Referring to FIG. 1A, an optical module is provided with a module body 3 and optical fibers 2. A printed circuit board 4 is mounted in the module body 3. The printed circuit board 4 has lead pins 5 through which signals are output from and input to the printed circuit board 4 and electric power is supplied to the printed circuit board 4. Optical elements 6A such as the laser diode (LD) and the photo diode (PD) are mounted in the module body 3.
Each of the optical fibers 2 is provided with optical connectors 8 and 9 at respective ends. One optical connector 8 is connected to the module body 3 so that optical signals travel between the optical fiber 2 and the optical element 6A through the optical connector 8. The other optical connector 9 of each of the optical fiber 2 is connected to an external unit so that optical signals travel between the optical fiber 2 and the external unit through the optical connector 9.

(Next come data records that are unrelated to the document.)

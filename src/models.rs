use std::collections::BTreeMap;
use std::fmt;
use std::str::FromStr;

use bigdecimal::{BigDecimal, ToPrimitive};
use chrono::{NaiveDate, NaiveDateTime};
use diesel::{
    deserialize::{self, FromSql},
    pg::{Pg, PgValue},
    prelude::*,
    serialize::{self, Output, ToSql},
    sql_types::Text,
};
use serde::{Deserialize, Serialize};
use validator::Validate;

use crate::error::AppError;
use crate::schema::{bookings, guests, room_types, rooms, users};

/// Feature name to whether the room type offers it.
pub type RoomFeatures = BTreeMap<String, bool>;

#[derive(Debug, Clone, Queryable, Selectable, Identifiable, Serialize)]
#[diesel(table_name = room_types, check_for_backend(diesel::pg::Pg))]
pub struct RoomType {
    pub id: i64,
    pub name: String,
    pub base_price: BigDecimal,
    pub features: serde_json::Value,
    pub created_at: NaiveDateTime,
    pub updated_at: NaiveDateTime,
}

impl RoomType {
    /// Feature flags are stored as JSONB; anything other than a flat
    /// string-to-bool object is treated as a corrupt row.
    pub fn feature_flags(&self) -> Result<RoomFeatures, AppError> {
        serde_json::from_value(self.features.clone()).map_err(|e| {
            AppError::CorruptRecord(format!("room type {} features: {}", self.name, e))
        })
    }
}

#[derive(Debug, Clone, Insertable, AsChangeset)]
#[diesel(table_name = room_types)]
pub struct NewRoomType {
    pub name: String,
    pub base_price: BigDecimal,
    pub features: serde_json::Value,
}

#[derive(Debug, Clone, Queryable, Selectable, Identifiable, Serialize)]
#[diesel(table_name = rooms, check_for_backend(diesel::pg::Pg))]
pub struct Room {
    pub id: i64,
    pub room_number: String,
    pub floor: i32,
    pub price: BigDecimal,
    pub capacity: i32,
    pub available: bool,
    pub room_type_id: i64,
    pub created_at: NaiveDateTime,
    pub updated_at: NaiveDateTime,
}

#[derive(Debug, Clone, Insertable)]
#[diesel(table_name = rooms)]
pub struct NewRoom {
    pub room_number: String,
    pub floor: i32,
    pub price: BigDecimal,
    pub capacity: i32,
    pub available: bool,
    pub room_type_id: i64,
}

#[derive(Debug, Clone, Queryable, Selectable, Identifiable, Serialize)]
#[diesel(table_name = guests, check_for_backend(diesel::pg::Pg))]
pub struct Guest {
    pub id: i64,
    pub full_name: String,
    pub email: String,
    pub phone: String,
    pub address: String,
    pub special_requests: Option<String>,
    pub created_at: NaiveDateTime,
    pub updated_at: NaiveDateTime,
}

#[derive(Debug, Clone, Insertable, AsChangeset)]
#[diesel(table_name = guests)]
#[diesel(treat_none_as_null = true)]
pub struct NewGuest<'a> {
    pub full_name: &'a str,
    pub email: &'a str,
    pub phone: &'a str,
    pub address: &'a str,
    pub special_requests: Option<&'a str>,
}

#[derive(Debug, Clone, Queryable, Selectable, Identifiable, Serialize)]
#[diesel(table_name = users, check_for_backend(diesel::pg::Pg))]
pub struct User {
    pub id: i64,
    pub name: String,
    pub email: String,
    pub is_admin: bool,
    pub created_at: NaiveDateTime,
}

#[derive(Debug, Clone, Insertable)]
#[diesel(table_name = users)]
pub struct NewUser {
    pub name: String,
    pub email: String,
    pub is_admin: bool,
}

#[derive(Debug, Clone, Copy, PartialEq, Eq, Hash, Serialize, Deserialize, AsExpression, FromSqlRow)]
#[diesel(sql_type = crate::schema::sql_types::BookingStatus)]
#[serde(rename_all = "lowercase")]
pub enum BookingStatus {
    Pending,
    Confirmed,
    Cancelled,
    Completed,
}

impl BookingStatus {
    pub const ALL: [BookingStatus; 4] = [
        BookingStatus::Pending,
        BookingStatus::Confirmed,
        BookingStatus::Cancelled,
        BookingStatus::Completed,
    ];

    pub fn as_str(&self) -> &'static str {
        match self {
            BookingStatus::Pending => "pending",
            BookingStatus::Confirmed => "confirmed",
            BookingStatus::Cancelled => "cancelled",
            BookingStatus::Completed => "completed",
        }
    }

    /// Moves allowed by the booking state machine. Cancelled and completed
    /// are terminal; administrators may still override through an update.
    pub fn can_transition_to(&self, next: BookingStatus) -> bool {
        use BookingStatus::*;
        matches!(
            (self, next),
            (Pending, Confirmed) | (Pending, Cancelled) | (Pending, Completed)
                | (Confirmed, Completed) | (Confirmed, Cancelled)
        )
    }
}

impl fmt::Display for BookingStatus {
    fn fmt(&self, f: &mut fmt::Formatter<'_>) -> fmt::Result {
        f.write_str(self.as_str())
    }
}

impl FromStr for BookingStatus {
    type Err = String;

    fn from_str(s: &str) -> Result<Self, Self::Err> {
        BookingStatus::ALL
            .into_iter()
            .find(|status| status.as_str() == s)
            .ok_or_else(|| format!("Unrecognized booking status: {}", s))
    }
}

impl ToSql<crate::schema::sql_types::BookingStatus, Pg> for BookingStatus {
    fn to_sql<'b>(&'b self, out: &mut Output<'b, '_, Pg>) -> serialize::Result {
        <str as ToSql<Text, Pg>>::to_sql(self.as_str(), out)
    }
}

impl FromSql<crate::schema::sql_types::BookingStatus, Pg> for BookingStatus {
    fn from_sql(bytes: PgValue) -> deserialize::Result<Self> {
        let raw = <String as FromSql<Text, Pg>>::from_sql(bytes)?;
        raw.parse::<BookingStatus>().map_err(Into::into)
    }
}

#[derive(Debug, Clone, Copy, PartialEq, Eq, Serialize, Deserialize, AsExpression, FromSqlRow)]
#[diesel(sql_type = crate::schema::sql_types::PaymentMethod)]
#[serde(rename_all = "lowercase")]
pub enum PaymentMethod {
    Gcash,
    Paypal,
}

impl PaymentMethod {
    pub fn as_str(&self) -> &'static str {
        match self {
            PaymentMethod::Gcash => "gcash",
            PaymentMethod::Paypal => "paypal",
        }
    }
}

impl FromStr for PaymentMethod {
    type Err = String;

    fn from_str(s: &str) -> Result<Self, Self::Err> {
        match s {
            "gcash" => Ok(PaymentMethod::Gcash),
            "paypal" => Ok(PaymentMethod::Paypal),
            other => Err(format!("Unrecognized payment method: {}", other)),
        }
    }
}

impl ToSql<crate::schema::sql_types::PaymentMethod, Pg> for PaymentMethod {
    fn to_sql<'b>(&'b self, out: &mut Output<'b, '_, Pg>) -> serialize::Result {
        <str as ToSql<Text, Pg>>::to_sql(self.as_str(), out)
    }
}

impl FromSql<crate::schema::sql_types::PaymentMethod, Pg> for PaymentMethod {
    fn from_sql(bytes: PgValue) -> deserialize::Result<Self> {
        let raw = <String as FromSql<Text, Pg>>::from_sql(bytes)?;
        raw.parse::<PaymentMethod>().map_err(Into::into)
    }
}

/// Contact details as captured on a booking. Kept apart from [`Guest`] so a
/// later profile edit never rewrites history.
#[derive(Debug, Clone, PartialEq, Eq, Serialize, Deserialize, Validate)]
#[serde(rename_all = "camelCase")]
pub struct GuestInfo {
    #[validate(length(max = 255, message = "The full name may not be greater than 255 characters."))]
    pub full_name: String,
    #[validate(
        email(message = "The email must be a valid email address."),
        length(max = 255, message = "The email may not be greater than 255 characters.")
    )]
    pub email: String,
    #[validate(length(max = 20, message = "The phone may not be greater than 20 characters."))]
    pub phone: String,
    #[validate(length(max = 500, message = "The address may not be greater than 500 characters."))]
    pub address: String,
    #[validate(length(max = 2000, message = "The special requests may not be greater than 2000 characters."))]
    pub special_requests: Option<String>,
}

#[derive(Debug, Clone, Queryable, Selectable, Identifiable, Serialize)]
#[diesel(table_name = bookings, check_for_backend(diesel::pg::Pg))]
pub struct Booking {
    pub id: i64,
    pub booking_reference: String,
    pub user_id: Option<i64>,
    pub room_id: i64,
    pub guest_id: Option<i64>,
    pub check_in: NaiveDate,
    pub check_out: NaiveDate,
    pub adults: i32,
    pub children: i32,
    pub total_price: BigDecimal,
    pub guest_full_name: String,
    pub guest_email: String,
    pub guest_phone: String,
    pub guest_address: String,
    pub guest_special_requests: Option<String>,
    pub payment_method: PaymentMethod,
    pub payment_proof: String,
    pub status: BookingStatus,
    pub created_at: NaiveDateTime,
    pub updated_at: NaiveDateTime,
}

impl Booking {
    pub fn guest_info(&self) -> GuestInfo {
        GuestInfo {
            full_name: self.guest_full_name.clone(),
            email: self.guest_email.clone(),
            phone: self.guest_phone.clone(),
            address: self.guest_address.clone(),
            special_requests: self.guest_special_requests.clone(),
        }
    }

    pub fn nights(&self) -> i64 {
        crate::bookings::nights_between(self.check_in, self.check_out)
    }

    /// Guests may only withdraw a booking nobody has acted on yet, and only
    /// before the day of arrival.
    pub fn guest_can_cancel(&self, today: NaiveDate) -> bool {
        self.status == BookingStatus::Pending && self.check_in > today
    }
}

#[derive(Debug, Clone, Insertable)]
#[diesel(table_name = bookings)]
pub struct NewBooking<'a> {
    pub booking_reference: &'a str,
    pub user_id: Option<i64>,
    pub room_id: i64,
    pub guest_id: Option<i64>,
    pub check_in: NaiveDate,
    pub check_out: NaiveDate,
    pub adults: i32,
    pub children: i32,
    pub total_price: BigDecimal,
    pub guest_full_name: &'a str,
    pub guest_email: &'a str,
    pub guest_phone: &'a str,
    pub guest_address: &'a str,
    pub guest_special_requests: Option<&'a str>,
    pub payment_method: PaymentMethod,
    pub payment_proof: &'a str,
    pub status: BookingStatus,
}

#[derive(Debug, Default, AsChangeset)]
#[diesel(table_name = bookings)]
pub struct BookingChanges {
    pub room_id: Option<i64>,
    pub check_in: Option<NaiveDate>,
    pub check_out: Option<NaiveDate>,
    pub adults: Option<i32>,
    pub children: Option<i32>,
    pub total_price: Option<BigDecimal>,
    pub guest_full_name: Option<String>,
    pub guest_email: Option<String>,
    pub guest_phone: Option<String>,
    pub guest_address: Option<String>,
    pub guest_special_requests: Option<Option<String>>,
    pub payment_method: Option<PaymentMethod>,
    pub payment_proof: Option<String>,
    pub status: Option<BookingStatus>,
    pub updated_at: Option<NaiveDateTime>,
}

// Request/Response models for API

pub(crate) fn price_number(price: &BigDecimal) -> f64 {
    price.to_f64().unwrap_or_default()
}

#[derive(Debug, Clone, PartialEq, Serialize)]
#[serde(rename_all = "camelCase")]
pub struct RoomView {
    pub id: i64,
    pub room_number: String,
    pub floor: i32,
    pub price: f64,
    pub capacity: i32,
    pub available: bool,
    #[serde(rename = "type")]
    pub room_type: String,
    pub features: RoomFeatures,
}

#[derive(Debug, Clone, Serialize)]
#[serde(rename_all = "camelCase")]
pub struct BookingView {
    pub id: i64,
    pub booking_reference: String,
    pub room: RoomView,
    pub guest_id: Option<i64>,
    pub user_id: Option<i64>,
    pub user_name: Option<String>,
    pub check_in: NaiveDate,
    pub check_out: NaiveDate,
    pub nights: i64,
    pub adults: i32,
    pub children: i32,
    pub total_price: f64,
    pub status: BookingStatus,
    pub can_cancel: bool,
    pub payment_method: PaymentMethod,
    pub payment_proof: String,
    pub guest_info: GuestInfo,
    pub created_at: String,
}

#[derive(Debug, Clone, Serialize)]
#[serde(rename_all = "camelCase")]
pub struct BookingSummary {
    pub id: i64,
    pub reference: String,
    pub room_type: String,
    pub room_number: String,
    pub check_in: NaiveDate,
    pub check_out: NaiveDate,
    pub nights: i64,
    pub adults: i32,
    pub children: i32,
    pub total_price: f64,
    pub status: BookingStatus,
    pub can_cancel: bool,
    pub payment_method: PaymentMethod,
    pub user_id: Option<i64>,
    pub guest_name: String,
    pub created_at: String,
}

#[derive(Debug, Clone, Serialize)]
#[serde(rename_all = "camelCase")]
pub struct DashboardView {
    pub pending_bookings: i64,
    pub active_bookings: i64,
    pub completed_bookings: i64,
    pub cancelled_bookings: i64,
    pub recent_bookings: Vec<BookingSummary>,
}

#[derive(Debug, Serialize)]
pub struct ApiResponse {
    pub message: String,
}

FIG. 1B shows internal structures of the module body 3 and the optical connector 8 of the optical fiber 2.
Referring to FIG. 1B, in the module body 3, the printed circuit board 4 is fixed and an optical device 6 including one of the optical elements 6A is rigidly fixed by means of potting 10 (or molding). Lead terminals of the optical device 6 are soldered on the printed circuit board 4. The optical device 6 is connected with a ferrule 12 supporting an end portion of an optical fiber coupled to the optical device 6.
The optical connector 8 has a ferrule 13 supporting an end portion of the optical fiber 2. An insertion portion 14 through which the ferrule 13 freely passes is inserted in and engaged with an engaging portion 15 of the module body 3, so that the ends of the ferrules 12 and 13 are in rigid contact with each other. The optical device 6 transmits and receives optical signals to and from the optical fiber 2 via the ferrules 12 and 13.
The ferrule 13 of the optical connector 8 is elastically supported by a spring 16 in a direction in which the ferrule 13 extends. As a result, when the optical connector 8 is connected to the module body 3, an impact stress generated in the ferrules 12 and 13 is softened. Thus, the end surfaces of the respective ferrules 12 and 13 are prevented from being broken by the impact stress.
However, for example, in cases of assembling the optical module 1, testing the optical module 1 and the like, after the optical fiber 2 is connected to the module body 3, the optical fiber 2 may be pulled. At this time, due to the repulsion of the spring 16 elastically supporting the ferrule 13 of the optical connector 8, the ferrule 13 may come into collision with the ferrule 12 in the module body 3 with a large impact. If the collision between the ferrules 12 and 13 is repeated, the end surface of the optical fiber 2 may be damaged, so that the optical transmission loss is increased and a state in which light is reflected on the end surface of the optical fiber 2 is changed.